Los demás pájaros y todos los animales y bichos de la Pampa demasiado lo conocen para hacerle mucho caso, pero poca simpatía le tienen, y si no se lo hacen sentir muy abiertamente, es por el muy legítimo temor de tener que sufrir insultos, callados, o de crearse conflictos si contestan.
Un día, en una numerosa reunión de toda clase de animales y pájaros, el bien-te-veo entabló en voz gritona, para llamar la atención, una gran conversación con algunos de los presentes. Y, cosa rara, en vez de ensañarse en criticarlo todo, como de costumbre, empezó por alabar a varios personajes, celebrando las altas cualidades de algunas personalidades políticas, la inteligencia, así la llamó, de otros, y el desprendimiento de unos cuantos que nombró, no sin cierto discreto asombro de los oyentes y de los mismos favorecidos; y pasó después a elogiar a personas conocidas de la sociedad, ponderando el talento de unas, las virtudes domésticas de otras, llegando a encontrar méritos hasta en los más humildes habitantes del campo.

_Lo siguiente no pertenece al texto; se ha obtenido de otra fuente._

use nalgebra::Vector3;

use crate::aero::{ControlSpan, FuselageBuilder, Stall, WingBuilder};
use crate::error::Result;
use crate::ground::{GearBuilder, Hook, Launchbar};
use crate::physics::atmosphere::std_density;
use crate::propulsion::{MountedThruster, PistonEngine, PropEngineBuilder, Propeller, SimpleJet};
use crate::units::{CIN2CM, DEG2RAD, HP2W, RPM2RAD};
use super::airplane::{Airplane, AirplaneBuilder, Approach, ControlInput, Cruise};
use super::control::{ControlKind, ControlOptions, ControlTarget};
use super::mass::{Payload, Tank, JET_FUEL_DENSITY};

// ---------------------------------------------------------------------------
// Preset airframes
// ---------------------------------------------------------------------------
//
// Axes shared by both presets: throttle, elevator (positive is nose up),
// aileron (positive rolls right), rudder, flaps, brake-left, brake-right.

fn stall(aoa_deg: f64, width_deg: f64, peak: f64) -> Stall {
    Stall {
        aoa: aoa_deg * DEG2RAD,
        width: width_deg * DEG2RAD,
        peak,
    }
}

fn plain() -> ControlOptions {
    ControlOptions::default()
}

/// Primary flight controls and brakes common to both presets. Gear 0 is
/// the steerable nose wheel, gears 1 and 2 the left and right mains.
fn flight_controls(b: AirplaneBuilder) -> AirplaneBuilder {
    b.map("throttle", ControlKind::Throttle, ControlTarget::Thruster(0), plain())
        .map("elevator", ControlKind::Flap0, ControlTarget::Tail, ControlOptions::inverted())
        .map("aileron", ControlKind::Flap1, ControlTarget::Wing, ControlOptions::split())
        .map("rudder", ControlKind::Flap0, ControlTarget::Vstab(0), plain())
        .map("rudder", ControlKind::Steer, ControlTarget::Gear(0), ControlOptions::remap([-1.0, 1.0], [-0.35, 0.35]))
        .map("flaps", ControlKind::Flap0, ControlTarget::Wing, plain())
        .map("brake-left", ControlKind::Brake, ControlTarget::Gear(1), plain())
        .map("brake-right", ControlKind::Brake, ControlTarget::Gear(2), plain())
        .transition(ControlKind::Flap0, ControlTarget::Wing, 5.0)
}

/// High-wing four-seat single ("Trainer"): 160 hp piston, fixed-pitch prop.
pub fn trainer_builder() -> Result<AirplaneBuilder> {
    let mut engine = PistonEngine::new(160.0 * HP2W, 2700.0 * RPM2RAD);
    engine.set_displacement(320.0 * CIN2CM);
    engine.set_compression(8.5);

    let cruise_alt = 2438.0;
    let mut prop = Propeller::new(0.95, 55.0, 2400.0 * RPM2RAD, std_density(cruise_alt), 120.0 * HP2W);
    prop.set_takeoff(2700.0 * RPM2RAD, 160.0 * HP2W);
    let prop_engine = PropEngineBuilder::new(prop, engine, 1.5).build()?;

    let wing = WingBuilder::new(Vector3::new(-0.3, 0.5, 0.9), 5.3, 1.6)
        .taper(0.7)
        .dihedral(1.5 * DEG2RAD)
        .incidence(1.5 * DEG2RAD)
        .twist(-2.0 * DEG2RAD)
        .camber(0.06)
        .stall(stall(16.0, 3.0, 1.5))
        .flap0(ControlSpan::new(0.0, 0.5, 1.5, 1.6))
        .flap1(ControlSpan::new(0.5, 1.0, 1.2, 1.1))
        .build()?;
    let tail = WingBuilder::new(Vector3::new(-4.5, 0.1, 0.0), 1.7, 1.1)
        .taper(0.6)
        .stall(stall(16.0, 3.0, 1.5))
        .flap0(ControlSpan::new(0.0, 1.0, 1.7, 1.2))
        .effectiveness(1.5)
        .build()?;
    let fin = WingBuilder::vertical(Vector3::new(-4.6, 0.0, 0.2), 1.5, 1.4)
        .taper(0.5)
        .sweep(25.0 * DEG2RAD)
        .stall(stall(16.0, 3.0, 1.5))
        .flap0(ControlSpan::new(0.0, 1.0, 1.3, 1.2))
        .build()?;
    let fuselage = FuselageBuilder::new(Vector3::new(1.9, 0.0, 0.0), Vector3::new(-5.2, 0.0, 0.2), 1.1)
        .taper(0.3)
        .midpoint(0.3)
        .build()?;

    let nose = GearBuilder::new(Vector3::new(1.2, 0.0, -1.0), 0.2).spring(0.8).damp(1.2).build()?;
    let main = |y: f64| GearBuilder::new(Vector3::new(-0.6, y, -1.0), 0.15).spring(0.6).sfric(0.9).build();

    let cruise = Cruise {
        speed: 61.0,
        altitude: cruise_alt,
        fuel: 0.5,
        glide: 0.0,
        controls: vec![ControlInput::new("throttle", 1.0), ControlInput::new("mixture", 1.0)],
    };
    let approach = Approach {
        speed: 24.0,
        aoa: 3.0 * DEG2RAD,
        altitude: 0.0,
        fuel: 0.2,
        glide: 0.0,
        controls: vec![
            ControlInput::new("throttle", 0.2),
            ControlInput::new("mixture", 1.0),
            ControlInput::new("flaps", 1.0),
        ],
    };

    let b = AirplaneBuilder::new(680.0)
        .wing(wing)
        .tail(tail)
        .vstab(fin)
        .fuselage(fuselage)
        .thruster(MountedThruster::new(prop_engine, Vector3::new(1.6, 0.0, 0.1), Vector3::x()), 136.0)
        .gear(nose)
        .gear(main(1.2)?)
        .gear(main(-1.2)?)
        .tank(Tank::new(Vector3::new(-0.2, 1.5, 0.9), 72.0))
        .tank(Tank::new(Vector3::new(-0.2, -1.5, 0.9), 72.0))
        .payload(Payload::new("pilot", Vector3::new(-0.1, 0.3, 0.0), 80.0))
        .payload(Payload::new("passenger", Vector3::new(-0.1, -0.3, 0.0), 0.0).solve_weights(80.0, 0.0))
        .cruise(cruise)
        .approach(approach);
    Ok(flight_controls(b)
        .map("mixture", ControlKind::Mixture, ControlTarget::Thruster(0), plain())
        .map("starter", ControlKind::Starter, ControlTarget::Thruster(0), plain()))
}

pub fn trainer() -> Result<Airplane> {
    trainer_builder()?.build()
}

/// Carrier-capable jet trainer ("Jet"): one 16 kN turbojet, tail hook
/// and nose-tow launch bar.
pub fn jet_builder() -> Result<AirplaneBuilder> {
    let wing = WingBuilder::new(Vector3::new(-0.9, 0.7, -0.3), 4.6, 2.6)
        .taper(0.45)
        .sweep(12.0 * DEG2RAD)
        .dihedral(3.0 * DEG2RAD)
        .incidence(1.5 * DEG2RAD)
        .camber(0.04)
        .stall(stall(15.0, 3.0, 1.5))
        .flap0(ControlSpan::new(0.0, 0.55, 1.5, 1.7))
        .flap1(ControlSpan::new(0.55, 0.95, 1.2, 1.1))
        .spoiler(ControlSpan::new(0.2, 0.55, 0.0, 3.0))
        .build()?;
    let tail = WingBuilder::new(Vector3::new(-5.6, 0.4, 0.4), 2.2, 1.5)
        .taper(0.5)
        .sweep(20.0 * DEG2RAD)
        .stall(stall(16.0, 3.0, 1.5))
        .flap0(ControlSpan::new(0.0, 1.0, 2.4, 1.3))
        .effectiveness(1.5)
        .build()?;
    let fin = WingBuilder::vertical(Vector3::new(-5.4, 0.0, 0.8), 2.2, 2.2)
        .taper(0.4)
        .sweep(35.0 * DEG2RAD)
        .stall(stall(16.0, 3.0, 1.5))
        .flap0(ControlSpan::new(0.0, 1.0, 1.3, 1.2))
        .build()?;
    let fuselage = FuselageBuilder::new(Vector3::new(5.0, 0.0, 0.0), Vector3::new(-6.5, 0.0, 0.3), 1.4)
        .taper(0.35)
        .midpoint(0.55)
        .build()?;

    let nose = GearBuilder::new(Vector3::new(3.4, 0.0, -1.6), 0.3).damp(1.2).build()?;
    let main = |y: f64| GearBuilder::new(Vector3::new(-2.4, y, -1.6), 0.3).sfric(0.9).build();

    let cruise = Cruise {
        speed: 190.0,
        altitude: 6000.0,
        fuel: 0.5,
        glide: 0.0,
        controls: vec![ControlInput::new("throttle", 1.0)],
    };
    let approach = Approach {
        speed: 64.0,
        aoa: 7.0 * DEG2RAD,
        altitude: 0.0,
        fuel: 0.2,
        glide: 0.0,
        controls: vec![ControlInput::new("throttle", 0.35), ControlInput::new("flaps", 1.0)],
    };

    let b = AirplaneBuilder::new(3200.0)
        .wing(wing)
        .tail(tail)
        .vstab(fin)
        .fuselage(fuselage)
        .thruster(MountedThruster::new(SimpleJet::new(16_000.0), Vector3::new(-1.5, 0.0, 0.0), Vector3::x()), 450.0)
        .gear(nose)
        .gear(main(1.6)?)
        .gear(main(-1.6)?)
        .hook(Hook::new(Vector3::new(-5.8, 0.0, -0.5), 1.5)?)
        .launchbar(Launchbar::new(Vector3::new(3.2, 0.0, -1.3), 1.0)?)
        .tank(Tank::new(Vector3::new(-1.2, 0.0, 0.0), 1100.0).with_density(JET_FUEL_DENSITY))
        .payload(Payload::new("pilot", Vector3::new(2.5, 0.0, 0.3), 90.0))
        .cruise(cruise)
        .approach(approach);
    Ok(flight_controls(b)
        .map("spoilers", ControlKind::Spoiler, ControlTarget::Wing, plain())
        .map("gear-up", ControlKind::Extend, ControlTarget::Gear(0), ControlOptions::remap([0.0, 1.0], [1.0, 0.0]))
        .map("gear-up", ControlKind::Extend, ControlTarget::Gear(1), ControlOptions::remap([0.0, 1.0], [1.0, 0.0]))
        .map("gear-up", ControlKind::Extend, ControlTarget::Gear(2), ControlOptions::remap([0.0, 1.0], [1.0, 0.0]))
        .map("hook", ControlKind::HookExtend, ControlTarget::Hook(0), plain())
        .map("launchbar", ControlKind::LaunchbarExtend, ControlTarget::Launchbar(0), plain())
        .map("catapult", ControlKind::LaunchbarAccel, ControlTarget::Launchbar(0), plain())
        .transition(ControlKind::Extend, ControlTarget::Gear(0), 6.0)
        .transition(ControlKind::Extend, ControlTarget::Gear(1), 6.0)
        .transition(ControlKind::Extend, ControlTarget::Gear(2), 6.0))
}

pub fn jet() -> Result<Airplane> {
    jet_builder()?.build()
}

/// Look up a preset by name.
pub fn by_name(name: &str) -> Option<fn() -> Result<Airplane>> {
    let build: fn() -> Result<Airplane> = match name.to_ascii_lowercase().as_str() {
        "trainer" => trainer,
        "jet" => jet,
        _ => return None,
    };
    Some(build)
}

#[cfg(test)]
mod tests {
    use super::*;

    #[test]
    fn presets_build_untrimmed() {
        let plane = trainer_builder().unwrap().solve(false).build().unwrap();
        assert_eq!(plane.model().parts().gears.len(), 3);
        assert!(plane.axis("mixture").is_ok());
        let plane = jet_builder().unwrap().solve(false).build().unwrap();
        assert_eq!(plane.model().parts().hooks.len(), 1);
        assert!(plane.axis("catapult").is_ok());
    }

    #[test]
    fn jet_cg_sits_between_the_gear() {
        let plane = jet_builder().unwrap().solve(false).build().unwrap();
        let cg = plane.model().body().cg();
        let gears = &plane.model().parts().gears;
        assert!(cg.x < gears[0].position().x);
        assert!(cg.x > gears[1].position().x);
    }

    #[test]
    fn unknown_preset_is_none() {
        assert!(by_name("Jet").is_some());
        assert!(by_name("glider").is_none());
    }
}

Todos escuchaban admirados, cambiando guiñadas interrogativas, como preguntándose:
-¿Adónde nos lleva? ¿Qué sucede? ¿Qué le pasa?
Pronto se supo; agotada la lista de los presentes y de algunos más, y la proclamación encomiástica de sus méritos, empezó el bien-te-veo a contar los propios, su gracia para volar, la agudeza de sus gritos, el color hermoso de su plumaje, los servicios que presta, etc.
Pero la asamblea se quedó callada; y el bien-te-veo comprendió que el aplauso de buena ley dispara cuando lo llaman.
El bien-te-veo y la comadreja
El zorro, muy ocupado en cazar perdices, iba deslizándose en un surco, tan despacio y con tanto disimulo, que ni un terrón se movía a su paso. Pero por bien que se confundiese con el color del suelo el color de su pelaje, el bien-te-veo desde su nido lo vio y no pudo contener las ganas de hacerlo saber a todos.
-¡Bien te veo, bien te veo! -gritó a voz en cuello-. El zorro se paró, y renegando a media voz:
-¡Imbécil, dijo, que se quiere hacer el vivo!
Y se arrasó en una depresión del terreno, esperando que pasase la tormenta.
Mientras tanto, una comadreja overa había oído los gritos del bien-te-veo, fijándose inmediatamente en el sitio de donde salían.
El bien-te-veo dejó el nido y se vino a reír del zorro: -¡Bien te veo, y bien te veo, y bien te veo!
Y la comadreja, haciéndose la zonza, le preguntó con aire inocente a quién gritaba así. El pájaro le enseñó al zorro escondido; pero la comadreja se hacía la ciega y buscaba al zorro sin quererlo ver, persiguiendo a preguntas al bien-te-veo, pidiéndole que se lo señalase mejor; y el bien-te-veo se lo enseñaba, entreteniéndose en burlarse de la comadreja, tan corta de vista o tan tonta, decía.
Hasta que se acordó de los pichones que había dejado abandonados en el nido, y volvió allá con su vuelo de relámpago amarillo, en tres enviones de armoniosas curvas.
No encontró ya a los pichones; se los había llevado la compañera de la comadreja overa, temible trepadora de árboles, mientras su consorte la entretenía con mil preguntas.
¡Pobre del zonzo que se quiere hacer el vivo, en vez de cuidarse del vivo que se está haciendo el zonzo!
El burro
El burro había nacido bueno, alegre, sumiso, lleno de buena voluntad. Era feo, es cierto, pero se reía con tan buena gana, que a pesar de su voz horrenda, su rebuzno parecía canto. Se burlaban de él y de su facha: él sacudía las orejas y se reía, bonachón.
Pero, porque era bueno, empezaron a abusar de él. Era fuerte, por ser tan chico, lo cargaron demasiado; era sobrio, casi no le dieron de comer; era resistente, le hicieron trabajar más de lo que era posible. Y cuando ya no daba más, lo empezaron a maltratar.
Se le avinagró el genio; sus orejas no se movían ya risueñas, sino que las echaba para atrás, enojado, enseñando los dientes y aprontaba las patas.
Y el amo, desconfiando, a pesar de tener en la mano el palo amenazador, decía: «¡Qué malo es el burro!».